* [What the task requires] Below are entries; output exactly the lines from the one with "commonly used items" to the one with "and writes it", both included, and nothing else.

Collected data
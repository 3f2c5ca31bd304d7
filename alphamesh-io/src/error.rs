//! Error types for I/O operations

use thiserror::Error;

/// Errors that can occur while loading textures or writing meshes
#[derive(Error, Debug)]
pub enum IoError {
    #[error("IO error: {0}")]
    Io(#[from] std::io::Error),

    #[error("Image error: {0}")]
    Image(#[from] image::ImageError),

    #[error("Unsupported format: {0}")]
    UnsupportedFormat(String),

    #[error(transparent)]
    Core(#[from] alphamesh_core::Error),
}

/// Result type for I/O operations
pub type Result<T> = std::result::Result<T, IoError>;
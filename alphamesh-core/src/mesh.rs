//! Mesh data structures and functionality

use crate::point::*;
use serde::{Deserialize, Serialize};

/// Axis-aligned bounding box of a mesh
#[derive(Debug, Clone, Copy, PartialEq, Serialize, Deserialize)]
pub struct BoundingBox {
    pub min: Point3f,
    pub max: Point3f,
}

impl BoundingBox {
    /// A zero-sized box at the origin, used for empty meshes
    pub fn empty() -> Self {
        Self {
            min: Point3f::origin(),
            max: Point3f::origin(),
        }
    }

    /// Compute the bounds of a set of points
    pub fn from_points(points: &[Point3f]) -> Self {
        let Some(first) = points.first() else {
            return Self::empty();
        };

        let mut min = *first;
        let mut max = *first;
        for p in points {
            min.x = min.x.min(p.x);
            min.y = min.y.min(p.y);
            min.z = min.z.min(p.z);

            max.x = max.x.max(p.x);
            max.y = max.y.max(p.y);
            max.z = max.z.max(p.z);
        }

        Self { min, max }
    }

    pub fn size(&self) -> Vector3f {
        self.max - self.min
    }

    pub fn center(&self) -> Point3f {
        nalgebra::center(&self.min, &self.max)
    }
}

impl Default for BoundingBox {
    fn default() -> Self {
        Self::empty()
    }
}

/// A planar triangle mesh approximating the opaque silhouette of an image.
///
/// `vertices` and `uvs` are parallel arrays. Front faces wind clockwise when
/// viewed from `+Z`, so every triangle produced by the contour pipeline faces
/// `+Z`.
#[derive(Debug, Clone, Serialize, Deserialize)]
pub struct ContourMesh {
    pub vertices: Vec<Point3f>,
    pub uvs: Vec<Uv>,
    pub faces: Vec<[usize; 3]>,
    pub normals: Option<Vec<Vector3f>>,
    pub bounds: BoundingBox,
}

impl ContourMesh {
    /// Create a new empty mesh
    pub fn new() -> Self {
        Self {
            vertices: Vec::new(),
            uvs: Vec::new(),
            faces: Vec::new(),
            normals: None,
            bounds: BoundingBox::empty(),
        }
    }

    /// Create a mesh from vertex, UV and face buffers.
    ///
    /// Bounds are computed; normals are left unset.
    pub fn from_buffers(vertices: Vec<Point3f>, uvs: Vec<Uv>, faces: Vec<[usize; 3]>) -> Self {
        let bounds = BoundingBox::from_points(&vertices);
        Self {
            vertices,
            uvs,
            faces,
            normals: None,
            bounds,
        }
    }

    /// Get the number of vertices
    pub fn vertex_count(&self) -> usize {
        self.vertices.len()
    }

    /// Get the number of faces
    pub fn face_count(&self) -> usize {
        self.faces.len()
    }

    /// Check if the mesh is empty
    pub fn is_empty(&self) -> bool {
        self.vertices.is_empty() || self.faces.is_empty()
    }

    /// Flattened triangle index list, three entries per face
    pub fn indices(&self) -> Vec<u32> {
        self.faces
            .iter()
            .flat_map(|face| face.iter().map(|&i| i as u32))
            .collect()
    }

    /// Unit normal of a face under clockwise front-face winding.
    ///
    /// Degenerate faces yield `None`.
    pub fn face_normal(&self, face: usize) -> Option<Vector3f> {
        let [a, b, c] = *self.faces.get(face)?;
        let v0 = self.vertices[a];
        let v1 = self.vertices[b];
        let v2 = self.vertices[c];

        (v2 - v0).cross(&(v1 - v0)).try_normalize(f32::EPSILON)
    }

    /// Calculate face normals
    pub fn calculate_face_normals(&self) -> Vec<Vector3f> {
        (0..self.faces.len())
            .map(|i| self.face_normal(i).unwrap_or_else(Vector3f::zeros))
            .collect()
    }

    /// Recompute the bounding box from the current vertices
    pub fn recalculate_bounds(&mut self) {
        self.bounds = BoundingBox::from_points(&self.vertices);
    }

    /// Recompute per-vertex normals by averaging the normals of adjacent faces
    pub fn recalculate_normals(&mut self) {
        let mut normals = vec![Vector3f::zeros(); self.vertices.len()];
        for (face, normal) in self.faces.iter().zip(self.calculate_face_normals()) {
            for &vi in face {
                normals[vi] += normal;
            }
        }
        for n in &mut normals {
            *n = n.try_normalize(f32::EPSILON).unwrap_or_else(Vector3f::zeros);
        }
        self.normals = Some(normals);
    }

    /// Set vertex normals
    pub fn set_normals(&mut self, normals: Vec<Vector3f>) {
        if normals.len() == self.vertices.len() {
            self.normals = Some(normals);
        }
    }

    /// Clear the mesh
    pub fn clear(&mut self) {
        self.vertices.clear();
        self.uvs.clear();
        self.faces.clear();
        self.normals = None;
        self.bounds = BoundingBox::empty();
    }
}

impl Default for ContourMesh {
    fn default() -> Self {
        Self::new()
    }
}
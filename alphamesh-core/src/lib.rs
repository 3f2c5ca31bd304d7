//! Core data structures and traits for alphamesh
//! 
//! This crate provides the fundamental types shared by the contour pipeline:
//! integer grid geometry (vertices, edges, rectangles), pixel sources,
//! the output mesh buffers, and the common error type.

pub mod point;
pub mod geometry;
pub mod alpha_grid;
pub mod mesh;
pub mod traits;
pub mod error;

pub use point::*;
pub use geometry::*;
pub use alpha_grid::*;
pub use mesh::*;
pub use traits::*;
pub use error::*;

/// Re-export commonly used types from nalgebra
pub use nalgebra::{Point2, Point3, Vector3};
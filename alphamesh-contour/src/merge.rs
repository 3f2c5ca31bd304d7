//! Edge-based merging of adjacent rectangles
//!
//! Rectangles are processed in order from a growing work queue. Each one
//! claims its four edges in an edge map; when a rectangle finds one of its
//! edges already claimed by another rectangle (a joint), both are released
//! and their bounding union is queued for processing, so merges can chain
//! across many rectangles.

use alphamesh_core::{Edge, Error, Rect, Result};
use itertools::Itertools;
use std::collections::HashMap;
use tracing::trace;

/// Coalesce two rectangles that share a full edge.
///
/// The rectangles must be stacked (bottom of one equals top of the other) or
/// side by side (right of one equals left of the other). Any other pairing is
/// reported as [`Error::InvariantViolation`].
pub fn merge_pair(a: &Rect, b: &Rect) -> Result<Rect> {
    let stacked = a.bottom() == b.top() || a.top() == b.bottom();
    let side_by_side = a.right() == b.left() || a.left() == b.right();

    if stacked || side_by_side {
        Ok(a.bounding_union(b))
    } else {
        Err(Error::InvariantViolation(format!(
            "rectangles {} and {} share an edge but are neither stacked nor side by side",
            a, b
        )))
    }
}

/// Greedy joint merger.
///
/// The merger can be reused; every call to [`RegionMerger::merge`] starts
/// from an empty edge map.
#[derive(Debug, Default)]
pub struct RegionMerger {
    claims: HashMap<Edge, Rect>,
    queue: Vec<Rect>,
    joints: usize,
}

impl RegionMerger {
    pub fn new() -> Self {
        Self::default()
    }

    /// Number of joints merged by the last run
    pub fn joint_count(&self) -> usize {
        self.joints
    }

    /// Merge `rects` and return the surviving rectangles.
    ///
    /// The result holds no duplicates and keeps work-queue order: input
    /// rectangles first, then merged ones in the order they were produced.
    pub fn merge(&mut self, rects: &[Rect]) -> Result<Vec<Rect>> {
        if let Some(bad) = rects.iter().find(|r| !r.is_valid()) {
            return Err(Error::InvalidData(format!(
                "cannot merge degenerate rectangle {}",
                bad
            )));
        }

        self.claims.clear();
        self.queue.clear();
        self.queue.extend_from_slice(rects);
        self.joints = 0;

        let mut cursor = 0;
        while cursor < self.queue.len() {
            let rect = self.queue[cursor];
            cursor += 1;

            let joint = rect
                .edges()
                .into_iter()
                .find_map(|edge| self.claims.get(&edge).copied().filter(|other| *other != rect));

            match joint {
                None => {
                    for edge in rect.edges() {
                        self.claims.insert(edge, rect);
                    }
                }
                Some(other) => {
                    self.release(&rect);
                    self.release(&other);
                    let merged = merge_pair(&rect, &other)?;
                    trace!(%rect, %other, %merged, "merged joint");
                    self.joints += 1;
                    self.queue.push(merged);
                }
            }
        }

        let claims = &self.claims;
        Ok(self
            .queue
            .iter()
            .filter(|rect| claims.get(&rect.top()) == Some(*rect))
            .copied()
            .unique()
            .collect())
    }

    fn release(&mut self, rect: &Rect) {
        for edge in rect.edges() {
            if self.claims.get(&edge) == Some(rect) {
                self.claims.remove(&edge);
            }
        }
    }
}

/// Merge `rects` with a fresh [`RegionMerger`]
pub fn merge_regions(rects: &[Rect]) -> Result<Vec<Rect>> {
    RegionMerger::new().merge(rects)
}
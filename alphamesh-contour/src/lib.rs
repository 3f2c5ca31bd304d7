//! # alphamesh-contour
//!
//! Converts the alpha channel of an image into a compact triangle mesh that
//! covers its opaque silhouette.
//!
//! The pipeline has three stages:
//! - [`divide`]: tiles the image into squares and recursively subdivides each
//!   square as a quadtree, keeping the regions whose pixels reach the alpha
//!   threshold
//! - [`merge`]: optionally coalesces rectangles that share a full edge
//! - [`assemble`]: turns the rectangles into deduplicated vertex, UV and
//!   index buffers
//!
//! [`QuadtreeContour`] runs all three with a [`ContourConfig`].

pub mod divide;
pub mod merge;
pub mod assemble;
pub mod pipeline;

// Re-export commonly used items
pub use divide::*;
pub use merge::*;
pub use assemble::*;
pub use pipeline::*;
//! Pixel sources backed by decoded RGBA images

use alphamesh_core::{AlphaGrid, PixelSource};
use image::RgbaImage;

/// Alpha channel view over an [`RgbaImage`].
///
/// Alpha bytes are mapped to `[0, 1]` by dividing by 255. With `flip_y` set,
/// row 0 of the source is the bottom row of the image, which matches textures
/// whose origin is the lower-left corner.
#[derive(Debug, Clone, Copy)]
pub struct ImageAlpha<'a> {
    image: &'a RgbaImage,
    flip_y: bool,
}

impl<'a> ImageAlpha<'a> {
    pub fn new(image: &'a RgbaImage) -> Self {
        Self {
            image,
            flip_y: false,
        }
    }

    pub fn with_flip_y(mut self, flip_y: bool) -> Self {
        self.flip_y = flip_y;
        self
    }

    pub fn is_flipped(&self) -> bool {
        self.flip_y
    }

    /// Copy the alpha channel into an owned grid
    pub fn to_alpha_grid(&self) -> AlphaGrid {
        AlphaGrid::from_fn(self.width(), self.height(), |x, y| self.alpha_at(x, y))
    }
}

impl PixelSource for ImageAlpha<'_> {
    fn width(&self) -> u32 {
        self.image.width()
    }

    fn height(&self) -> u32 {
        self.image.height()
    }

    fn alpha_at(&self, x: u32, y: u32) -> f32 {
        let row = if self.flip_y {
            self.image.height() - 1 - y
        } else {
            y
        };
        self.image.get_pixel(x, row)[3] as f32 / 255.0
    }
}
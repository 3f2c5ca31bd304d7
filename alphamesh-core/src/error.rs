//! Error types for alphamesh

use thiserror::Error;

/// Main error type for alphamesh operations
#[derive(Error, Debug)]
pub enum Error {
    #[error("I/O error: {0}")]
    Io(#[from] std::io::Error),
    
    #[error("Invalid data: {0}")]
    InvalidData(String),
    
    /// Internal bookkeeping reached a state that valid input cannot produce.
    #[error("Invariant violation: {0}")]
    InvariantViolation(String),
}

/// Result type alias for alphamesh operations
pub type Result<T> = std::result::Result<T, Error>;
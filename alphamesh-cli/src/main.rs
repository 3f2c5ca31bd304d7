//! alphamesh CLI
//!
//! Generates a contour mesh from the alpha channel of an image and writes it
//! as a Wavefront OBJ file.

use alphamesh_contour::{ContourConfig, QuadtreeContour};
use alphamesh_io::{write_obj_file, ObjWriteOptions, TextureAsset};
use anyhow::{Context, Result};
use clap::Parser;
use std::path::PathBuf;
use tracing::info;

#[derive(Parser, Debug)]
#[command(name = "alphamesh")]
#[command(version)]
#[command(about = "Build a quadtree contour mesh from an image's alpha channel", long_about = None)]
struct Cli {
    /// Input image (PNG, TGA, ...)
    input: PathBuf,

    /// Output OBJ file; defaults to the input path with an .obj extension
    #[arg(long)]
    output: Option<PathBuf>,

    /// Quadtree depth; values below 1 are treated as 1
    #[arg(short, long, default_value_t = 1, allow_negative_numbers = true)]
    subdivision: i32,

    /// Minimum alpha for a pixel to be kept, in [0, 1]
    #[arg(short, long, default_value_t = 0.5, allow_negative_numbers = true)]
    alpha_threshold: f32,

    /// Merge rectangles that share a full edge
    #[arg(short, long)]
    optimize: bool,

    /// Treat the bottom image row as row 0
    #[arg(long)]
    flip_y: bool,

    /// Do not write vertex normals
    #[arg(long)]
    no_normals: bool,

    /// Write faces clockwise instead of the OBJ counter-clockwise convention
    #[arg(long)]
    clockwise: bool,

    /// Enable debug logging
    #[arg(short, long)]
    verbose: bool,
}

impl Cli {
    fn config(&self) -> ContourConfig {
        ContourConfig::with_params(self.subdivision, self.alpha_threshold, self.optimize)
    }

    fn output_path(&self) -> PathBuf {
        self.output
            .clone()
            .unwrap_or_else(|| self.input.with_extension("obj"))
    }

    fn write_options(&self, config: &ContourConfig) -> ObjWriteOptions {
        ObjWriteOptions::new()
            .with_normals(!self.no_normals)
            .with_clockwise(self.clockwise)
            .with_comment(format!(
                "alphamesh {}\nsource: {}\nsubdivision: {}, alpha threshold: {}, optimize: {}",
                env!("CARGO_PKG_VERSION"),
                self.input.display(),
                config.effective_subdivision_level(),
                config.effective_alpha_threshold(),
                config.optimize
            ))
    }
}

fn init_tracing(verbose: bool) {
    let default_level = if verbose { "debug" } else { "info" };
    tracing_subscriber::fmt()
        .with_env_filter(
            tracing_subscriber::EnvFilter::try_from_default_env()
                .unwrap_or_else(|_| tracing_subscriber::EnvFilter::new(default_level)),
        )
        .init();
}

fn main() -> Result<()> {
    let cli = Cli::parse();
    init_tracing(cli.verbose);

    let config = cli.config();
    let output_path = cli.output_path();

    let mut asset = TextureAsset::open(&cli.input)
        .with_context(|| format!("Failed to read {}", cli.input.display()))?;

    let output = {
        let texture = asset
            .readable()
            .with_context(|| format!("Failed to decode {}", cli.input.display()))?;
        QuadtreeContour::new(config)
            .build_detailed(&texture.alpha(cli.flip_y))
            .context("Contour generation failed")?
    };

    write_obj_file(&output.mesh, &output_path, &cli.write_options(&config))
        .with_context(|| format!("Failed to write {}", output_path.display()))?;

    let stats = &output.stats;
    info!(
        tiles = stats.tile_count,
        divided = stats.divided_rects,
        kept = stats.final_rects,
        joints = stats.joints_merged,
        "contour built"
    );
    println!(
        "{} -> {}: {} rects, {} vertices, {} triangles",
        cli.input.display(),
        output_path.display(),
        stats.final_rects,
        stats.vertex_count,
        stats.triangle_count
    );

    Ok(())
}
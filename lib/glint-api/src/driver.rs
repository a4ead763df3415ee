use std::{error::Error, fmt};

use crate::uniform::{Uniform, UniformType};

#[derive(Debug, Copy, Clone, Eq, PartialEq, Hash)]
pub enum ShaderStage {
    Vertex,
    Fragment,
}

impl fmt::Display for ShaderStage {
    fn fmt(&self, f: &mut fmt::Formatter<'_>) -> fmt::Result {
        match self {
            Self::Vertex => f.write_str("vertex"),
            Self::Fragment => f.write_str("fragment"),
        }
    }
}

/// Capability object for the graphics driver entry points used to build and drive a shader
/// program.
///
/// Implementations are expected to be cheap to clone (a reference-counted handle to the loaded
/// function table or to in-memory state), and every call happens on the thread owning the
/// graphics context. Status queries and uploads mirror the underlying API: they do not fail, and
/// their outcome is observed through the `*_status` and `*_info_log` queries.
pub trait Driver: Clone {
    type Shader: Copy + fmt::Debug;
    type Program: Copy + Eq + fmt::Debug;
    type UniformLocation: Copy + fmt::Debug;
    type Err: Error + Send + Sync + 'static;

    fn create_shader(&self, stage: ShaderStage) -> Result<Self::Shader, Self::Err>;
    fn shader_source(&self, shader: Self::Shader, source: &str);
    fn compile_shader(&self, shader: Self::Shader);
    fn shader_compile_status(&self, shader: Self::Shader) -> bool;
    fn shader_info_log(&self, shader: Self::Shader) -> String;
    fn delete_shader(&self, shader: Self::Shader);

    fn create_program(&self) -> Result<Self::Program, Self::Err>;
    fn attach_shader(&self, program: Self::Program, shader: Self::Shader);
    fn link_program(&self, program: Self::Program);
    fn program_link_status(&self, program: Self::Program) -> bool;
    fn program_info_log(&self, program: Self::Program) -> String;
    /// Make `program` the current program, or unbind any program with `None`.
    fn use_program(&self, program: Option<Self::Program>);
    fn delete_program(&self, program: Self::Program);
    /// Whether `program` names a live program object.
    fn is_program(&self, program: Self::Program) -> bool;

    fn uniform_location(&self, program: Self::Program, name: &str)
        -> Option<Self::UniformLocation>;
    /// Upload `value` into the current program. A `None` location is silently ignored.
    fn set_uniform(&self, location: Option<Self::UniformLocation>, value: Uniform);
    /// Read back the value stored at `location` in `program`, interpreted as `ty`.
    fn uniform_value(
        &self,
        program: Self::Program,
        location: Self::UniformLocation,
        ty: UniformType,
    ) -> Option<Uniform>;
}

* [Exercise answer]
// Re-export commonly used items
pub use divide::*;
pub use merge::*;
pub use assemble::*;
pub use pipeline::*;
//! Pixel sources backed by decoded RGBA images

use alphamesh_core::{AlphaGrid, PixelSource};
use image::RgbaImage;

/// Alpha channel view over an [`RgbaImage`].
///
/// Alpha bytes are mapped to `[0, 1]` by dividing by 255. With `flip_y` set,
/// row 0 of the source is the bottom row of the image, which matches textures
/// whose origin is the lower-left corner.
#[derive(Debug, Clone, Copy)]
pub struct ImageAlpha<'a> {
    image: &'a RgbaImage,
    flip_y: bool,
}

impl<'a> ImageAlpha<'a> {
    pub fn new(image: &'a RgbaImage) -> Self {
        Self {
            image,
            flip_y: false,
        }
    }

    pub fn with_flip_y(mut self, flip_y: bool) -> Self {
        self.flip_y = flip_y;
        self
    }

    pub fn is_flipped(&self) -> bool {
        self.flip_y
    }

    /// Copy the alpha channel into an owned grid
    pub fn to_alpha_grid(&self) -> AlphaGrid {
        AlphaGrid::from_fn(self.width(), self.height(), |x, y| self.alpha_at(x, y))
    }
}

impl PixelSource for ImageAlpha<'_> {
    fn width(&self) -> u32 {
        self.image.width()
    }

    fn height(&self) -> u32 {
        self.image.height()
    }

    fn alpha_at(&self, x: u32, y: u32) -> f32 {
        let row = if self.flip_y {
            self.image.height() - 1 - y
        } else {
            y
        };
        self.image.get_pixel(x, row)[3] as f32 / 255.0
    }
}
repository 3f2c5ca31bd304d7
filename alphamesh-core/src/error.rs
//! Error types for alphamesh

use thiserror::Error;

/// Main error type for alphamesh operations
#[derive(Error, Debug)]
pub enum Error {
    #[error("I/O error: {0}")]
    Io(#[from] std::io::Error),
    
    #[error("Invalid data: {0}")]
    InvalidData(String),
    
    /// Internal bookkeeping reached a state that valid input cannot produce.
    #[error("Invariant violation: {0}")]
    InvariantViolation(String),
}

/// Result type alias for alphamesh operations
pub type Result<T> = std::result::Result<T, Error>;
filename alphamesh-cli/src/main.rs
repository 3f2c5ca31bd304d7
//! alphamesh CLI
//!
//! Generates a contour mesh from the alpha channel of an image and writes it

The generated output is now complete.